El experimento se llevó a cabo en el Campo Experimental de Libertad - Facultad de Veterinaria, UdelaR (34°S y 55°O), Departamento de San José. Todos los procedimientos fueron realizados de acuerdo a los principios bioéticos y protocolos de supervisión propuestos por la Comisión Honoraria de Experimentación Animal (CHEA) de la UdelaR. Como ya se mencionó, este trabajo forma parte de una serie de estudios sobre los efectos de restringir el tiempo de acceso al forraje sobre el aprovechamiento digestivo en rumiantes. Así, en un artículo recientemente publicado (Pérez-Ruchel y col., 2013) se presentan resultados de otras variables (digestión y ambiente ruminal) medidas en este mismo experimento.
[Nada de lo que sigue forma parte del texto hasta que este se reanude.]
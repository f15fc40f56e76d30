use std::fmt::{Display, Formatter};
use std::sync::Arc;

use itertools::Itertools;
use strata_dtype::Shape;
use strata_error::{StrataResult, strata_bail, strata_err};

use crate::selection::validate_all;
use crate::{AxisSelection, LazyArray};

/// Identifies a view inside a [`ViewArena`].
#[derive(Debug, Clone, Copy, PartialEq, Eq, Hash, PartialOrd, Ord)]
pub struct ViewId(usize);

impl Display for ViewId {
    fn fmt(&self, f: &mut Formatter<'_>) -> std::fmt::Result {
        write!(f, "view#{}", self.0)
    }
}

#[derive(Debug, Clone)]
struct ViewNode {
    parent: Option<ViewId>,
    selections: Arc<[AxisSelection]>,
    shape: Shape,
}

/// A tree of lazy views over one [`LazyArray`].
///
/// Views are appended and never removed or modified, and a view's parent always precedes it, so
/// the tree is acyclic by construction. The root view selects the whole array. Building views
/// performs no I/O.
#[derive(Clone)]
pub struct ViewArena {
    array: LazyArray,
    nodes: Vec<ViewNode>,
}

impl ViewArena {
    /// Start a tree rooted at `array`.
    pub fn new(array: LazyArray) -> Self {
        let shape = array.shape().clone();
        let root = ViewNode {
            parent: None,
            selections: vec![AxisSelection::Full; shape.ndim()].into(),
            shape,
        };
        Self {
            array,
            nodes: vec![root],
        }
    }

    /// The view selecting the whole array.
    pub fn root(&self) -> ViewId {
        ViewId(0)
    }

    /// The array every view is ultimately drawn from.
    pub fn array(&self) -> &LazyArray {
        &self.array
    }

    /// The number of views in the tree, the root included.
    pub fn len(&self) -> usize {
        self.nodes.len()
    }

    /// Always false: the root view exists from construction.
    pub fn is_empty(&self) -> bool {
        self.nodes.is_empty()
    }

    fn node(&self, id: ViewId) -> StrataResult<&ViewNode> {
        self.nodes
            .get(id.0)
            .ok_or_else(|| strata_err!("{} does not belong to this arena", id))
    }

    /// The shape of a view.
    pub fn shape(&self, id: ViewId) -> StrataResult<&Shape> {
        Ok(&self.node(id)?.shape)
    }

    /// The view a view was drawn from, or `None` for the root.
    pub fn parent(&self, id: ViewId) -> StrataResult<Option<ViewId>> {
        Ok(self.node(id)?.parent)
    }

    /// The selections a view applies to its parent.
    pub fn selections(&self, id: ViewId) -> StrataResult<&[AxisSelection]> {
        Ok(&self.node(id)?.selections)
    }

    /// Create a view selecting `selections` out of `parent`, one per axis of the parent.
    ///
    /// Fails with `ShapeMismatch` for the wrong number of selections, `IndexOutOfRange` for a
    /// position outside its axis, and `InvalidArgument` for a scalar selection.
    pub fn subset(&mut self, parent: ViewId, selections: &[AxisSelection]) -> StrataResult<ViewId> {
        let parent_shape = self.shape(parent)?;
        check_view_selections(selections, parent_shape)?;
        let shape: Shape = selections
            .iter()
            .zip(parent_shape.iter())
            .map(|(s, extent)| s.len(*extent))
            .collect_vec()
            .into();

        let id = ViewId(self.nodes.len());
        self.nodes.push(ViewNode {
            parent: Some(parent),
            selections: selections.into(),
            shape,
        });
        log::trace!("{} = {}[{}]", id, parent, selections.iter().join(", "));
        Ok(id)
    }

    /// Express a view in root array coordinates.
    pub fn resolve(&self, id: ViewId) -> StrataResult<ResolvedSelection> {
        let node = self.node(id)?;
        Ok(self.compose_upwards(node.parent, node.selections.to_vec()))
    }

    /// Express `selections`, taken out of view `id`, in root array coordinates.
    ///
    /// Equivalent to resolving a temporary `subset(id, selections)`; scalars are allowed here
    /// and select single positions.
    pub fn resolve_with(
        &self,
        id: ViewId,
        selections: &[AxisSelection],
    ) -> StrataResult<ResolvedSelection> {
        validate_all(selections, self.shape(id)?)?;
        Ok(self.compose_upwards(Some(id), selections.to_vec()))
    }

    /// Walk from `parent` to the root, applying each ancestor's selections outside `selections`.
    fn compose_upwards(
        &self,
        mut parent: Option<ViewId>,
        mut selections: Vec<AxisSelection>,
    ) -> ResolvedSelection {
        while let Some(id) = parent {
            let node = &self.nodes[id.0];
            for (inner, outer) in selections.iter_mut().zip(node.selections.iter()) {
                *inner = outer.compose(inner);
            }
            parent = node.parent;
        }
        ResolvedSelection {
            root_shape: self.array.shape().clone(),
            axes: selections,
        }
    }
}

fn check_view_selections(selections: &[AxisSelection], shape: &Shape) -> StrataResult<()> {
    validate_all(selections, shape)?;
    if let Some(axis) = selections
        .iter()
        .position(|s| matches!(s, AxisSelection::Scalar(_)))
    {
        strata_bail!(
            "scalar selection on axis {} is only valid for element access",
            axis
        );
    }
    Ok(())
}

/// A selection expressed in root array coordinates, one entry per root axis.
#[derive(Debug, Clone, PartialEq, Eq)]
pub struct ResolvedSelection {
    root_shape: Shape,
    axes: Vec<AxisSelection>,
}

impl ResolvedSelection {
    /// Select the whole of an array of `root_shape`.
    pub fn full(root_shape: Shape) -> Self {
        Self {
            axes: vec![AxisSelection::Full; root_shape.ndim()],
            root_shape,
        }
    }

    /// The caller-order shape of the root array.
    pub fn root_shape(&self) -> &Shape {
        &self.root_shape
    }

    /// The per-axis selections in root coordinates.
    pub fn axes(&self) -> &[AxisSelection] {
        &self.axes
    }

    /// The number of axes.
    pub fn ndim(&self) -> usize {
        self.axes.len()
    }

    /// The shape of the selected region.
    pub fn shape(&self) -> Shape {
        self.axes
            .iter()
            .zip(self.root_shape.iter())
            .map(|(s, extent)| s.len(*extent))
            .collect_vec()
            .into()
    }

    /// Select `selections` out of the region, in region-relative positions.
    pub fn compose(&self, selections: &[AxisSelection]) -> StrataResult<Self> {
        validate_all(selections, &self.shape())?;
        Ok(Self {
            root_shape: self.root_shape.clone(),
            axes: self
                .axes
                .iter()
                .zip(selections)
                .map(|(outer, inner)| outer.compose(inner))
                .collect(),
        })
    }

    /// The absolute positions selected along `axis`.
    pub fn positions(&self, axis: usize) -> Vec<usize> {
        self.axes[axis].positions(self.root_shape[axis]).collect()
    }
}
Animales, dietas y diseño experimental

Se utilizaron 6 borregos (1 a 2 años de edad), Corriedale x Milchschaf (47,8 ± 6,4 kg de peso vivo (PV)), fistulizados en rumen y con sonda permanente. Los animales fueron alojados en jaulas metabólicas individuales, bloqueados por PV (3 bloques) y distribuidos al azar en 2 grupos con alimentación diferente: 24h: acceso al forraje durante todo el día y 6h: acceso al forraje durante un período de tiempo restringido de 6 h por día (7:00 – 13:00 h). Todos los animales fueron alimentados únicamente con forraje proveniente de una pastura compuesta principalmente por 88% (base seca) de leguminosas: Lotus corniculatus (80%) y Lolium multiflorum, Trifolium pratense y T. repens, con una disponibilidad inicial de 2065 kg MS/ha. La pastura contenía 29,5% de MS y 44,4% de FND; 28,5% de FAD y 12,8% de PB; en base seca. Los animales tuvieron libre acceso al agua en bebederos y se les ofreció el forraje fresco sin restricción de cantidad durante el tiempo establecido para cada tratamiento (todo el día o 6 h por día). El forraje fue cortado diariamente a 5 cm del suelo con una segadora de disco y ofrecido inmediatamente luego del corte que fue a las 07:00 h. Para el grupo 24h, cada día se refrigeró el forraje cortado para ofrecerlo luego de la hora 6 en relación al inicio de la ingesta.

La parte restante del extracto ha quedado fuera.